5 Enquanto a sociedade não oferecer uma alternativa legal ao adulto que quer consumir, arcará com o custo (de vida, de grana, de desagregação das estruturas sociais) boçal desse combate. Uma guerra que nunca será ganha e que faz muito mais vítimas fatais do que as drogas que tenta combater. Alguém ainda consegue achar irônico o fato do combate às drogas matar muito mais que o uso das mesmas?
6 Ninguém propõe o "bundalelê" nessa questão.
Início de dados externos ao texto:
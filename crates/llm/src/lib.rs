//! LLM integration for recommendation narratives
//!
//! Features:
//! - OpenAI-compatible chat completions backend
//! - Ollama chat backend
//! - Retry with exponential backoff on transient failures
//! - Grounding prompts built from fused candidates and session history

pub mod backend;
pub mod factory;
pub mod prompt;

pub use backend::{OllamaBackend, OllamaConfig, OpenAIBackend, OpenAIConfig};
pub use factory::create_language_model;
pub use prompt::{format_context, format_history, PromptBuilder};

use thiserror::Error;

/// LLM errors
#[derive(Error, Debug)]
pub enum LlmError {
    #[error("API error: {0}")]
    Api(String),

    #[error("Network error: {0}")]
    Network(String),

    #[error("Invalid response: {0}")]
    InvalidResponse(String),

    #[error("Timeout after {0}ms")]
    Timeout(u64),

    #[error("Configuration error: {0}")]
    Configuration(String),
}

impl From<reqwest::Error> for LlmError {
    fn from(err: reqwest::Error) -> Self {
        LlmError::Network(err.to_string())
    }
}

impl From<LlmError> for medirag_core::Error {
    fn from(err: LlmError) -> Self {
        use medirag_core::Error;

        match err {
            LlmError::Configuration(msg) => Error::Configuration(msg),
            LlmError::Timeout(timeout_ms) => Error::Timeout {
                operation: "generation".to_string(),
                timeout_ms,
            },
            other => Error::provider("llm", other.to_string()),
        }
    }
}

#[cfg(test)]
mod tests {
    use super::*;

    #[test]
    fn test_error_conversion() {
        let err: medirag_core::Error = LlmError::Api("HTTP 400".into()).into();
        assert!(matches!(err, medirag_core::Error::Provider { .. }));

        let err: medirag_core::Error = LlmError::Timeout(60_000).into();
        assert!(matches!(
            err,
            medirag_core::Error::Timeout {
                timeout_ms: 60_000,
                ..
            }
        ));

        let err: medirag_core::Error = LlmError::Configuration("no key".into()).into();
        assert!(!err.is_recoverable());
    }
}
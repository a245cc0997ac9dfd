//! Configuration management for the recommendation pipeline
//!
//! Supports loading configuration from:
//! - YAML/TOML/JSON files (`config/default`, `config/{env}`)
//! - Environment variables (`MEDIRAG__` prefix, `__` separator)

pub mod constants;
pub mod settings;

pub use settings::{
    load_settings, load_settings_from, BackendKind, CorpusSettings, EmbeddingProviderKind, EmbeddingSettings,
    LlmProviderKind, LlmSettings, MemorySettings, ObservabilityConfig, RagConfig,
    RerankerProviderKind, RerankerSettings, ResponseSettings, RuntimeEnvironment, Settings,
};

use thiserror::Error;

#[derive(Error, Debug)]
pub enum ConfigError {
    #[error("Configuration file not found: {0}")]
    FileNotFound(String),

    #[error("Failed to parse configuration: {0}")]
    ParseError(String),

    #[error("Missing required field: {0}")]
    MissingField(String),

    #[error("Invalid value for {field}: {message}")]
    InvalidValue { field: String, message: String },
}

impl From<config::ConfigError> for ConfigError {
    fn from(err: config::ConfigError) -> Self {
        ConfigError::ParseError(err.to_string())
    }
}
A ideia de dar opção a quem não consegue ou não quer largar seu vício viria com a contrapartida de usar o ato de consumir drogas como agravante em qualquer delito que venha a ser cometido pelo usuário. Oferecer uma opção legal de consumo não é legalizar o crime. É retirar consumidores das mãos da marginalidade, é reduzir a importância econômica do narcotráfico. Certamente alguns morrerão de overdose, o que é triste, o que é lamentável. Mas, e a situação de hoje não é?
7 Reduzir o número de cadáveres deveria ser o único objetivo. Do jeito que as coisas estão organizadas parece que morrer de cocaína é pior do que morrer de tiro. Por quê? Querer discutir violência sem propor uma nova política de drogas é mais que perda de tempo, é perda de vidas.

Claudio Manoel - Humorista, integrante do grupo Casseta & Planeta
Jornal do Brasil, 13 jul. 2000 - caderno Opinião.

Assinale a alternativa em que a mudança de posição entre o substantivo e o adjetivo NAO pode acarretar alteração semãntica:

Escolha uma das alternativas.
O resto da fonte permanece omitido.